While You’re Under There…
Quick lube shops, by their very nature, have unique opportunities to provide value-added services to their customers in an environment where speed, efficiency and value are the hallmarks. And nowhere is this more evident than in under-car service.
Obviously, every customer who lines up at your service bay doors is there for an oil and filter change, and you are expected to check other fluids and systems in the process. This is standard procedure in quick lube shops and can provide needed services to customers while generating add-on sales that boost the bottom line for the shop.
The two keys are: such services must provide value and peace of mind to the customer, and they must also contribute to the viability of the shop.
Standard operating procedure (SOP) in quick lube shops always includes checking the level and condition of various fluids, — brake fluid, power steering fluid and windshield washer fluid — and, typically, wiper blades, various filters — such as cabin air filters — tires and brakes.
But don’t overlook other under-car opportunities in the process. With front- (FWD) and four-wheel drive (4x4) vehicles the new standard, be sure to examine C-V joint boots for tears or thrown-off grease that indicate a cracked or torn boot. It has been reported that as few as eight driving hours with a torn C-V boot can lead to irreparable damage to the joint within. Split boots are quickly and easily installed, and even half shaft replacement can be performed quickly. A quality brake parts cleaner will help clear grit and debris from the area, so you can determine the level of service needed.
Transmission flush and fill is an important service. Sure, you can just drop the trans pan and replace the filter and fluid. But if the pan shows substantial debris or still smells like dinosaurs, it’s best to thoroughly flush the transmission using a dedicated machine to do so. Such machines can connect via the dipstick tube or in-line and can quickly purge harmful contaminants from the transmission. Complete the service with quality ATF, a new filter and a suitable supplement/fortifier, and your customer’s vehicle will be good for many more thousands of miles.
Similarly, power steering systems are usually neglected until a belt or hose breaks, but you owe it to your customer to recommend flushing or fortification, as needed. We and other manufacturers offer power steering flushing systems that quickly and efficiently purge these critical safety-related systems, allowing them to be renewed with fresh fluid and a fortifier to extend the life of the fluid and components even longer.
Speaking of neglected systems, when was the last time your shop serviced a differential? While FWD cars lack a conventional differential, 4x4s typically use conventional-looking differentials for the front and rear axles. And there are still more rear-wheel drive cars on the road than you might think.
Repairing or replacing differentials is a costly and time-consuming task. Gone are the days when you could just pull out axle shafts and load a “pumpkin” out the front of the rear axle housing. Virtually all of today’s differentials require removal of the pinion and rear cover plate for differential repair. This disturbs crush sleeves and gear mesh settings, and requires precision and tedious re-assembly.

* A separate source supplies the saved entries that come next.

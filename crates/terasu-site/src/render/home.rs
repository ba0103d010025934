//! Home page: profile hero, featured posts, experience and social links.

use maud::{Markup, html};
use terasu_core::{Post, Profile};

use super::PageContext;
use super::components::{PageMeta, page_shell, post_grid};
use super::profile::{experience_section, social_section};

const HERO_IMAGE_SIZE: u32 = 400;

/// Render `/`.
pub fn home_page(ctx: &PageContext<'_>, featured: &[Post], profile: Option<&Profile>) -> Markup {
    let site_name = ctx.config.site_name.as_str();
    let headline = profile
        .and_then(|p| p.catchphrase.as_deref())
        .map(str::to_string)
        .unwrap_or_else(|| format!("Welcome to {site_name}"));
    let lead = profile
        .and_then(|p| p.bio.as_deref())
        .unwrap_or(&ctx.config.site_description);
    let portrait = profile.and_then(|p| {
        let image = p.profile_image.as_ref()?;
        let url = ctx.images.url(image, HERO_IMAGE_SIZE, HERO_IMAGE_SIZE)?;
        let alt = image.alt.as_deref().unwrap_or(&p.name);
        Some((url, alt))
    });

    let meta = PageMeta {
        title: site_name,
        description: &ctx.config.site_description,
        og_type: "website",
        image: portrait.as_ref().map(|(url, _)| url.as_str()),
    };

    let body = html! {
        section class="hero" {
            div {
                h1 { (headline) }
                p { (lead) }
                a class="button" href="/blog" { "ブログを読む" }
                a class="button-outline" href="/profile" { "プロフィール" }
            }
            @if let Some((url, alt)) = &portrait {
                img class="hero-image" src=(url) alt=(alt)
                    width=(HERO_IMAGE_SIZE) height=(HERO_IMAGE_SIZE);
            }
        }

        section {
            h2 class="section-title" { "注目の記事" }
            p class="page-lead" { "最新の投稿から厳選した記事をご紹介します" }
            (post_grid(ctx, featured, "まだ記事がありません。"))
            p class="more" {
                a class="button-outline" href="/blog" { "すべての記事を見る" }
            }
        }

        @if let Some(profile) = profile {
            (experience_section(&profile.experience))
            (social_section("SNSでフォロー", &profile.social_links))
        }
    };

    page_shell(ctx, meta, body)
}
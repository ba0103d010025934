//! Error types for the site.
//!
//! Page errors are rendered as simple HTML error pages. `Unauthorized` is
//! only raised by the draft-mode API endpoints and answers in plain text.

use axum::http::StatusCode;
use axum::response::{IntoResponse, Response};
use maud::{DOCTYPE, PreEscaped, html};

/// Site error type.
#[derive(Debug, thiserror::Error)]
pub enum SiteError {
    /// The requested post, category or tag does not exist (or is not visible).
    #[error("not found: {0}")]
    NotFound(String),

    /// A draft-mode endpoint was called without a valid secret.
    #[error("unauthorized: {0}")]
    Unauthorized(String),

    /// Malformed request parameters.
    #[error("bad request: {0}")]
    BadRequest(String),

    /// Content store failure.
    #[error("content error: {0}")]
    Content(#[from] terasu_core::Error),

    /// Internal server error (rendering, serialization, etc.).
    #[error("internal error: {0}")]
    Internal(#[from] anyhow::Error),
}

impl IntoResponse for SiteError {
    fn into_response(self) -> Response {
        let (status, title, message) = match &self {
            Self::Unauthorized(msg) => {
                tracing::warn!(reason = %msg, "rejected draft mode request");
                return (StatusCode::UNAUTHORIZED, "Invalid secret").into_response();
            }
            Self::NotFound(what) => {
                tracing::debug!(what = %what, "not found");
                (
                    StatusCode::NOT_FOUND,
                    "ページが見つかりません",
                    "お探しのページは存在しないか、移動した可能性があります。".to_string(),
                )
            }
            Self::BadRequest(msg) => (
                StatusCode::BAD_REQUEST,
                "不正なリクエスト",
                format!("リクエストを処理できませんでした: {msg}"),
            ),
            Self::Content(err) => {
                tracing::error!(error = %err, "content store error");
                (
                    StatusCode::INTERNAL_SERVER_ERROR,
                    "エラーが発生しました",
                    "コンテンツを取得できませんでした。しばらくしてから再度お試しください。"
                        .to_string(),
                )
            }
            Self::Internal(err) => {
                tracing::error!(error = %err, "internal server error");
                (
                    StatusCode::INTERNAL_SERVER_ERROR,
                    "エラーが発生しました",
                    "内部エラーが発生しました。しばらくしてから再度お試しください。".to_string(),
                )
            }
        };

        let markup = html! {
            (DOCTYPE)
            html lang="ja" {
                head {
                    meta charset="utf-8";
                    meta name="viewport" content="width=device-width, initial-scale=1";
                    title { (title) }
                    meta name="robots" content="noindex";
                    style { (PreEscaped(crate::render::components::ERROR_CSS)) }
                }
                body {
                    main class="error-page" {
                        p class="error-code" { (status.as_u16()) }
                        h1 { (title) }
                        p { (message) }
                        a href="/" { "ホームに戻る" }
                    }
                }
            }
        };

        (status, markup).into_response()
    }
}

#[cfg(test)]
mod tests {
    use super::*;

    #[test]
    fn error_display_not_found() {
        let err = SiteError::NotFound("post hello".to_string());
        assert_eq!(err.to_string(), "not found: post hello");
    }

    #[test]
    fn error_display_content() {
        let err = SiteError::Content(terasu_core::Error::MissingToken("SANITY_API_TOKEN"));
        assert_eq!(
            err.to_string(),
            "content error: missing credential: SANITY_API_TOKEN is not configured"
        );
    }

    #[test]
    fn error_into_response_not_found() {
        let response = SiteError::NotFound("x".to_string()).into_response();
        assert_eq!(response.status(), StatusCode::NOT_FOUND);
    }

    #[test]
    fn error_into_response_unauthorized() {
        let response = SiteError::Unauthorized("bad secret".to_string()).into_response();
        assert_eq!(response.status(), StatusCode::UNAUTHORIZED);
        assert!(response.headers().get("set-cookie").is_none());
    }

    #[test]
    fn error_into_response_bad_request() {
        let response = SiteError::BadRequest("page".to_string()).into_response();
        assert_eq!(response.status(), StatusCode::BAD_REQUEST);
    }

    #[test]
    fn error_into_response_content() {
        let err = SiteError::Content(terasu_core::Error::Api {
            status: 500,
            message: "boom".to_string(),
        });
        assert_eq!(err.into_response().status(), StatusCode::INTERNAL_SERVER_ERROR);
    }

    #[test]
    fn error_into_response_internal() {
        let response = SiteError::Internal(anyhow::anyhow!("boom")).into_response();
        assert_eq!(response.status(), StatusCode::INTERNAL_SERVER_ERROR);
    }
}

You owe it to your customers to, at the very least, drain and replace the differential oil. With torrential rain and flooding so prevalent in recent history, it is likely that many differentials have been in water deep enough for it to enter through the vent on top. In such case, if you suspect water intrusion into the differential, you owe it to your customer to use a dedicated differential cleaner to purge water, gum, varnish and sludge from this drivetrain workhorse. It may well be the only time the vehicle will ever receive this important service and will help preserve it, so it may never need performing again. This once-in-a-vehicle’s-lifetime service should be an easy sell to any motorist who plans to keep their car for a while.
In these cases, as in so many other instances, scientifically-blended chemicals and additives can go a long way toward forestalling expensive repairs.